• [Instructions to follow] Wherever the string "SerialPortInfo" appears in the entries below, return the line that holds it.

# # # # #

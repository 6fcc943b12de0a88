//! Serial port handling
//!
//! Provides the serialport-backed [`HciBus`] implementation plus port
//! enumeration and configuration helpers. HCI UARTs run 8N1 with RTS/CTS
//! hardware flow control; the controller's CTS line doubles as the readiness
//! signal gating transmission.

use serialport::{SerialPort, SerialPortInfo, SerialPortType};
use std::collections::HashMap;
#[cfg(target_os = "linux")]
use std::fs;
use std::time::{Duration, Instant};

use tracing::debug;

use super::bus::{BusRead, HciBus};
use super::{
    TransportConfig, TransportError, BODY_READ_TIMEOUT, READY_POLL, TRANSMIT_READY_TIMEOUT,
};

/// Information about an available serial port
#[derive(Debug, Clone)]
pub struct PortInfo {
    /// Port name (e.g., "/dev/ttyUSB0" or "COM3")
    pub name: String,

    /// USB vendor ID (if USB device)
    pub vid: Option<u16>,

    /// USB product ID (if USB device)
    pub pid: Option<u16>,

    /// Manufacturer name (if available)
    pub manufacturer: Option<String>,

    /// Product name (if available)
    pub product: Option<String>,

    /// Serial number (if available)
    pub serial_number: Option<String>,
}

impl From<SerialPortInfo> for PortInfo {
    fn from(info: SerialPortInfo) -> Self {
        let (vid, pid, manufacturer, product, serial_number) = match info.port_type {
            SerialPortType::UsbPort(usb_info) => (
                Some(usb_info.vid),
                Some(usb_info.pid),
                usb_info.manufacturer,
                usb_info.product,
                usb_info.serial_number,
            ),
            _ => (None, None, None, None, None),
        };

        Self {
            name: info.port_name,
            vid,
            pid,
            manufacturer,
            product,
            serial_number,
        }
    }
}

/// Helper used to sort port names so that:
///  - ttyACM* ports come first (sorted numerically by suffix)
///  - then ttyUSB* ports (sorted numerically)
///  - then other ports (sorted by name)
fn port_sort_key(name: &str) -> (u8, usize, String) {
    let basename = name.rsplit('/').next().unwrap_or(name);
    if let Some(rest) = basename.strip_prefix("ttyACM") {
        let num = rest.parse::<usize>().unwrap_or(usize::MAX);
        return (0, num, basename.to_string());
    }
    if let Some(rest) = basename.strip_prefix("ttyUSB") {
        let num = rest.parse::<usize>().unwrap_or(usize::MAX);
        return (1, num, basename.to_string());
    }
    (2, 0, basename.to_string())
}

/// List serial ports a controller might sit behind, with /dev fallbacks and
/// deterministic ordering
pub fn list_ports() -> Vec<PortInfo> {
    // Collect from serialport API
    let mut map: HashMap<String, PortInfo> = HashMap::new();
    for info in serialport::available_ports()
        .unwrap_or_default()
        .into_iter()
    {
        let p = PortInfo::from(info);
        map.entry(p.name.clone()).or_insert(p);
    }

    // Linux-only: Add /dev/ttyACM* and /dev/ttyUSB* entries if present but not found by API
    #[cfg(target_os = "linux")]
    if let Ok(entries) = fs::read_dir("/dev") {
        for entry in entries.flatten() {
            if let Some(fname) = entry.file_name().to_str() {
                if fname.starts_with("ttyACM") || fname.starts_with("ttyUSB") {
                    let full = format!("/dev/{}", fname);
                    map.entry(full.clone()).or_insert_with(|| PortInfo {
                        name: full,
                        vid: None,
                        pid: None,
                        manufacturer: None,
                        product: None,
                        serial_number: None,
                    });
                }
            }
        }
    }

    // Collect and sort deterministically
    let mut v: Vec<PortInfo> = map.into_values().collect();
    v.sort_by_key(|p| port_sort_key(&p.name));
    v
}

fn map_serial_error(name: &str, e: serialport::Error) -> TransportError {
    match e.kind() {
        serialport::ErrorKind::NoDevice => TransportError::PortNotFound(name.to_string()),
        _ => TransportError::Bus(e.to_string()),
    }
}

/// Open and configure a port for HCI traffic: 8N1, RTS/CTS hardware flow
/// control, short read timeout so receive slices stay bounded.
fn open_port(name: &str, baud_rate: u32) -> Result<Box<dyn SerialPort>, TransportError> {
    let mut port = serialport::new(name, baud_rate)
        .timeout(BODY_READ_TIMEOUT)
        .data_bits(serialport::DataBits::Eight)
        .parity(serialport::Parity::None)
        .stop_bits(serialport::StopBits::One)
        .flow_control(serialport::FlowControl::Hardware)
        .open()
        .map_err(|e| map_serial_error(name, e))?;

    // Drop whatever accumulated in the OS buffers before we opened; stale
    // bytes ahead of the first discriminator would desynchronize the framer.
    port.clear(serialport::ClearBuffer::All)
        .map_err(|e| TransportError::Bus(e.to_string()))?;

    Ok(port)
}

/// Serialport-backed byte transport for the HCI stream.
pub struct SerialBus {
    port: Box<dyn SerialPort>,
}

impl SerialBus {
    /// Open the port named by `config` and wrap it as an [`HciBus`].
    pub fn open(config: &TransportConfig) -> Result<Self, TransportError> {
        debug!(
            port = %config.port_name,
            baud = config.baud_rate,
            "opening HCI serial bus"
        );
        let port = open_port(&config.port_name, config.baud_rate)?;
        Ok(Self { port })
    }
}

impl HciBus for SerialBus {
    fn transmit(&mut self, data: &[u8]) -> Result<(), TransportError> {
        // Gate on the controller's flow-control line before every transmit.
        let deadline = Instant::now() + TRANSMIT_READY_TIMEOUT;
        while !self.is_ready() {
            if Instant::now() >= deadline {
                return Err(TransportError::NotReady);
            }
            std::thread::sleep(READY_POLL);
        }

        self.port.write_all(data)?;
        self.port.flush()?;
        Ok(())
    }

    fn receive(
        &mut self,
        buf: &mut [u8],
        timeout: Option<Duration>,
    ) -> Result<BusRead, TransportError> {
        let slice = timeout.unwrap_or(BODY_READ_TIMEOUT);
        self.port
            .set_timeout(slice)
            .map_err(|e| TransportError::Bus(e.to_string()))?;

        match self.port.read(buf) {
            Ok(0) => Ok(BusRead::Empty),
            Ok(n) => Ok(BusRead::Data(n)),
            Err(ref e)
                if e.kind() == std::io::ErrorKind::TimedOut
                    || e.kind() == std::io::ErrorKind::WouldBlock =>
            {
                Ok(BusRead::Empty)
            }
            Err(e) => Err(TransportError::IoError(e)),
        }
    }

    fn is_ready(&mut self) -> bool {
        // CTS asserted means the controller can take data.
        self.port.read_clear_to_send().unwrap_or(false)
    }

    fn reconfigure_baud(&mut self, baud: u32) -> Result<(), TransportError> {
        self.port
            .set_baud_rate(baud)
            .map_err(|e| TransportError::Bus(e.to_string()))?;
        debug!(baud, "serial bus reconfigured");
        Ok(())
    }

    fn try_clone(&self) -> Result<Box<dyn HciBus>, TransportError> {
        let port = self
            .port
            .try_clone()
            .map_err(|e| TransportError::Bus(e.to_string()))?;
        Ok(Box::new(SerialBus { port }))
    }
}

#[cfg(test)]
mod tests {
    use super::*;

    #[test]
    fn test_list_ports() {
        // This test just ensures the function doesn't panic
        let ports = list_ports();
        for port in &ports {
            println!("Found port: {} - {:?}", port.name, port.product);
        }
    }

    #[test]
    fn test_port_sorting() {
        let names = vec![
            "/dev/ttyUSB1",
            "/dev/ttyACM1",
            "/dev/ttyUSB0",
            "/dev/ttyACM0",
            "/dev/someport",
            "/dev/ttyACM10",
        ];
        let mut ports: Vec<PortInfo> = names
            .into_iter()
            .map(|n| PortInfo {
                name: n.to_string(),
                vid: None,
                pid: None,
                manufacturer: None,
                product: None,
                serial_number: None,
            })
            .collect();

        ports.sort_by_key(|p| port_sort_key(&p.name));
        let ordered: Vec<String> = ports.into_iter().map(|p| p.name).collect();

        assert_eq!(
            ordered,
            vec![
                "/dev/ttyACM0",
                "/dev/ttyACM1",
                "/dev/ttyACM10",
                "/dev/ttyUSB0",
                "/dev/ttyUSB1",
                "/dev/someport",
            ]
        );
    }

    #[test]
    fn test_missing_port_error() {
        let config = TransportConfig {
            port_name: "/dev/bluewire-definitely-missing".to_string(),
            ..Default::default()
        };
        match SerialBus::open(&config) {
            Err(TransportError::PortNotFound(_)) | Err(TransportError::Bus(_)) => {}
            Ok(_) => panic!("opening a nonexistent port should fail"),
            Err(other) => panic!("unexpected error: {:?}", other),
        }
    }
}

# # # # #

• [Answer to the problem]
use serialport::{SerialPort, SerialPortInfo, SerialPortType};
impl From<SerialPortInfo> for PortInfo {
    fn from(info: SerialPortInfo) -> Self {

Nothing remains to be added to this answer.